24.º O arguido e o seu colega ordenaram, então; ao ABG que vestisse as cuecas ao mesmo tempo que verificaram todos os seus objectos e bens e lhe solicitaram que lhes indicasse a sua morada. O arguido RSLON ordenou ao ABG que ligasse e desligasse o seu telemóvel, anotando num papel o respectivo código secreto (PIN).

25.º O ABG voltou a pediu que lhe dessem um copo de água, mas o arguido e o seu colega de novo negaram dar-lhe de beber.

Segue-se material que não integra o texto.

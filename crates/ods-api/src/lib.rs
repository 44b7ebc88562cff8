//! JSON REST API for the Object Design System.
//!
//! Exposes an axum [`Router`] backed by any [`EntityStore`], with optional
//! LLM-backed search and chat. CORS, tracing and transport concerns are the
//! caller's responsibility.
//!
//! # Mounting
//!
//! ```rust,ignore
//! .nest("/api", ods_api::api_router(AppState::new(store)))
//! ```

pub mod chat;
pub mod error;
pub mod extract;
pub mod hierarchies;
pub mod objects;
pub mod relations;
pub mod reports;
pub mod search;

use std::sync::Arc;

use axum::{Router, routing::get};
use ods_ai::ChatModel;
use ods_core::store::EntityStore;

pub use error::ApiError;
pub use extract::ValidJson;

// ─── Application state ───────────────────────────────────────────────────────

/// Shared state threaded through all handlers.
pub struct AppState<S> {
  pub store: Arc<S>,
  /// `None` when no LLM is configured; search and chat then answer 503.
  pub model: Option<Arc<dyn ChatModel>>,
}

impl<S> Clone for AppState<S> {
  fn clone(&self) -> Self {
    Self { store: Arc::clone(&self.store), model: self.model.clone() }
  }
}

impl<S> AppState<S> {
  pub fn new(store: S) -> Self { Self { store: Arc::new(store), model: None } }

  pub fn with_model(mut self, model: Arc<dyn ChatModel>) -> Self {
    self.model = Some(model);
    self
  }

  pub(crate) fn model(&self) -> Result<&dyn ChatModel, ApiError> {
    self
      .model
      .as_deref()
      .ok_or(ApiError::ServiceUnavailable("AI features are not configured"))
  }
}

// ─── Router ──────────────────────────────────────────────────────────────────

/// Build the API router for `state`.
///
/// The returned `Router<()>` can be nested into any parent router regardless
/// of its own state type.
pub fn api_router<S>(state: AppState<S>) -> Router<()>
where
  S: EntityStore + 'static,
{
  Router::new()
    // Objects
    .route("/objects", get(objects::list::<S>).post(objects::create::<S>))
    .route(
      "/objects/{id}",
      get(objects::get_one::<S>)
        .put(objects::update::<S>)
        .delete(objects::delete::<S>),
    )
    .route("/objects/{id}/relations", get(objects::relations::<S>))
    .route("/objects/{id}/hierarchy", get(objects::hierarchies::<S>))
    // Relations
    .route("/relations", get(relations::list::<S>).post(relations::create::<S>))
    .route(
      "/relations/{id}",
      get(relations::get_one::<S>)
        .put(relations::update::<S>)
        .delete(relations::delete::<S>),
    )
    // Hierarchies
    .route(
      "/hierarchies",
      get(hierarchies::list::<S>).post(hierarchies::create::<S>),
    )
    .route(
      "/hierarchies/{id}",
      get(hierarchies::get_one::<S>)
        .put(hierarchies::update::<S>)
        .delete(hierarchies::delete::<S>),
    )
    // AI
    .route("/search", axum::routing::post(search::handler::<S>))
    .route("/chat", axum::routing::post(chat::send::<S>))
    .route("/chat/{id}", get(chat::get_session::<S>))
    // Reports
    .route("/reports/{kind}", get(reports::download::<S>))
    .with_state(state)
}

26.º O arguido RSLON disse, dirigindo-se ao ABG, "isto aqui é o Bairro Alto, nós aqui somos as autoridades e tu não tens nada a mexer aqui" e depois, apontando para as respectivas chapas de identificação, acrescentou "eu chamo-me N... e o mau colega é o OM..., espero não voltar a ver mais a tua cara nem aqui no Bairro Alto, nem no Cais Sodré, que é a minha zona".

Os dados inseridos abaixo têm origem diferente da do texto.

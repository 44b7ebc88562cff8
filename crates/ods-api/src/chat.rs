//! Handlers for `/chat` endpoints.
//!
//! | Method | Path | Notes |
//! |--------|------|-------|
//! | `POST` | `/chat` | Body: `{"message":"...","sessionId":"..."?}` |
//! | `GET`  | `/chat/{id}` | Full session history; 404 if not found |

use axum::{
  Json,
  extract::{Path, State},
};
use ods_ai::{ChatReply, ChatRequest};
use ods_core::{chat::ChatSessionRecord, id::SessionId, store::EntityStore};

use crate::{AppState, error::ApiError, extract::ValidJson};

/// `POST /chat`
pub async fn send<S: EntityStore>(
  State(state): State<AppState<S>>,
  ValidJson(body): ValidJson<ChatRequest>,
) -> Result<Json<ChatReply>, ApiError> {
  let model = state.model()?;
  let reply = ods_ai::chat(
    state.store.as_ref(),
    model,
    &body.message,
    body.session_id.as_ref(),
  )
  .await
  .map_err(ApiError::upstream("chat failed"))?;
  Ok(Json(reply))
}

/// `GET /chat/{id}`
pub async fn get_session<S: EntityStore>(
  State(state): State<AppState<S>>,
  Path(id): Path<SessionId>,
) -> Result<Json<ChatSessionRecord>, ApiError> {
  let session = state
    .store
    .get_chat_session(&id)
    .await
    .map_err(ApiError::store)?
    .ok_or_else(|| ApiError::NotFound(format!("chat session {id} not found")))?;
  Ok(Json(session))
}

27.º Após inquirir, por várias vezes, o ABG se o mesmo tinha percebido, o arguido RSLON disse-lhe para se vestir, guardar os seus objectos e abandonar a Esquadra.

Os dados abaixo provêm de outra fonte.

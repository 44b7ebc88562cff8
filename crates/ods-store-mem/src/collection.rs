//! [`Collection`]: an id-keyed map that iterates in insertion order.

use std::{
  collections::{BTreeMap, HashMap},
  hash::Hash,
};

/// Records keyed by id, listed in the order they were first inserted.
///
/// Each insert takes the next sequence number; `by_seq` holds the records in
/// that order and `seq_of` maps ids onto it. Replacing an existing id keeps
/// its original position.
#[derive(Debug)]
pub struct Collection<K, V> {
  by_seq:   BTreeMap<u64, V>,
  seq_of:   HashMap<K, u64>,
  next_seq: u64,
}

impl<K, V> Default for Collection<K, V> {
  fn default() -> Self {
    Self { by_seq: BTreeMap::new(), seq_of: HashMap::new(), next_seq: 0 }
  }
}

impl<K: Eq + Hash, V> Collection<K, V> {
  pub fn get(&self, id: &K) -> Option<&V> {
    self.seq_of.get(id).and_then(|seq| self.by_seq.get(seq))
  }

  pub fn get_mut(&mut self, id: &K) -> Option<&mut V> {
    let seq = self.seq_of.get(id)?;
    self.by_seq.get_mut(seq)
  }

  /// Insert or replace. A replaced record keeps its position.
  pub fn insert(&mut self, id: K, value: V) {
    let seq = *self.seq_of.entry(id).or_insert_with(|| {
      let seq = self.next_seq;
      self.next_seq += 1;
      seq
    });
    self.by_seq.insert(seq, value);
  }

  pub fn remove(&mut self, id: &K) -> Option<V> {
    let seq = self.seq_of.remove(id)?;
    self.by_seq.remove(&seq)
  }

  pub fn values(&self) -> impl Iterator<Item = &V> { self.by_seq.values() }

  pub fn len(&self) -> usize { self.by_seq.len() }
}

#[cfg(test)]
mod tests {
  use super::*;

  #[test]
  fn lists_in_insertion_order() {
    let mut c = Collection::default();
    c.insert("b", 2);
    c.insert("a", 1);
    c.insert("c", 3);
    assert_eq!(c.values().copied().collect::<Vec<_>>(), vec![2, 1, 3]);
  }

  #[test]
  fn replace_keeps_position_and_remove_forgets_id() {
    let mut c = Collection::default();
    c.insert("a", 1);
    c.insert("b", 2);
    c.insert("a", 10);
    assert_eq!(c.values().copied().collect::<Vec<_>>(), vec![10, 2]);

    assert_eq!(c.remove(&"a"), Some(10));
    assert_eq!(c.remove(&"a"), None);
    assert_eq!(c.get(&"a"), None);

    c.insert("a", 11);
    assert_eq!(c.values().copied().collect::<Vec<_>>(), vec![2, 11]);
    assert_eq!(c.len(), 2);
  }
}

28.º Logo que o ABG se vestiu e guardou os seus bens e valores, o agente OM conduziu-o à porta da Esquadra e disse-lhe que se podia ir embora. De imediato, o ABG abandonou a Esquadra.

29.ºO ABG entrou em contacto telefónico com a RFVG e, juntos, dirigiram-se à Esquadra da Lapa onde o ABG apresentou queixa pela ocorrência dos factos acima descritos. De seguida, o ABG deslocou-se ao Hospital de São José, onde deu entrada às 20H38 no serviço de urgência, registo n.º 8146791.

30.º Como consequência directa e necessária da conduta do arguido e do seu colega OM, o ABG sofreu dores e traumas múltiplos em lodo o corpo, hematoma retroauricular esquerdo, escoriação no cotovelo direito, no hipocôndrio e nas costas, cervicalgias, lesões que lhe determinaram oito dias de doença, sendo cinco com afectação da capacidade para o trabalho geral.

31.º Quando o ABG foi conduzido à Esquadra das Mercês pelo arguido e pelo seu colega OM, sobre o mesmo não havia qualquer suspeita que tivesse praticado crime, nem era conhecida a pendência de processo de extradição ou de expulsão.

32.º O arguido tinha conhecimento que a posse, por parte do ABG, de cannabis com cerca de 2 gramas, constituía contra-ordenação e, como tal, deveria ler apreendido tal produto, elaborar os respectivos autos de apreensão e de notícia, o que conscientemente omitiu.

33.º O arguido RSLON e o seu colega OM agiram concertadamente, em comunhão de vontades e em conjugação de esforços para atingirem o corpo do ABG e lhe provocarem lesões no corpo e na saúde, desiderato que lograram concretizar.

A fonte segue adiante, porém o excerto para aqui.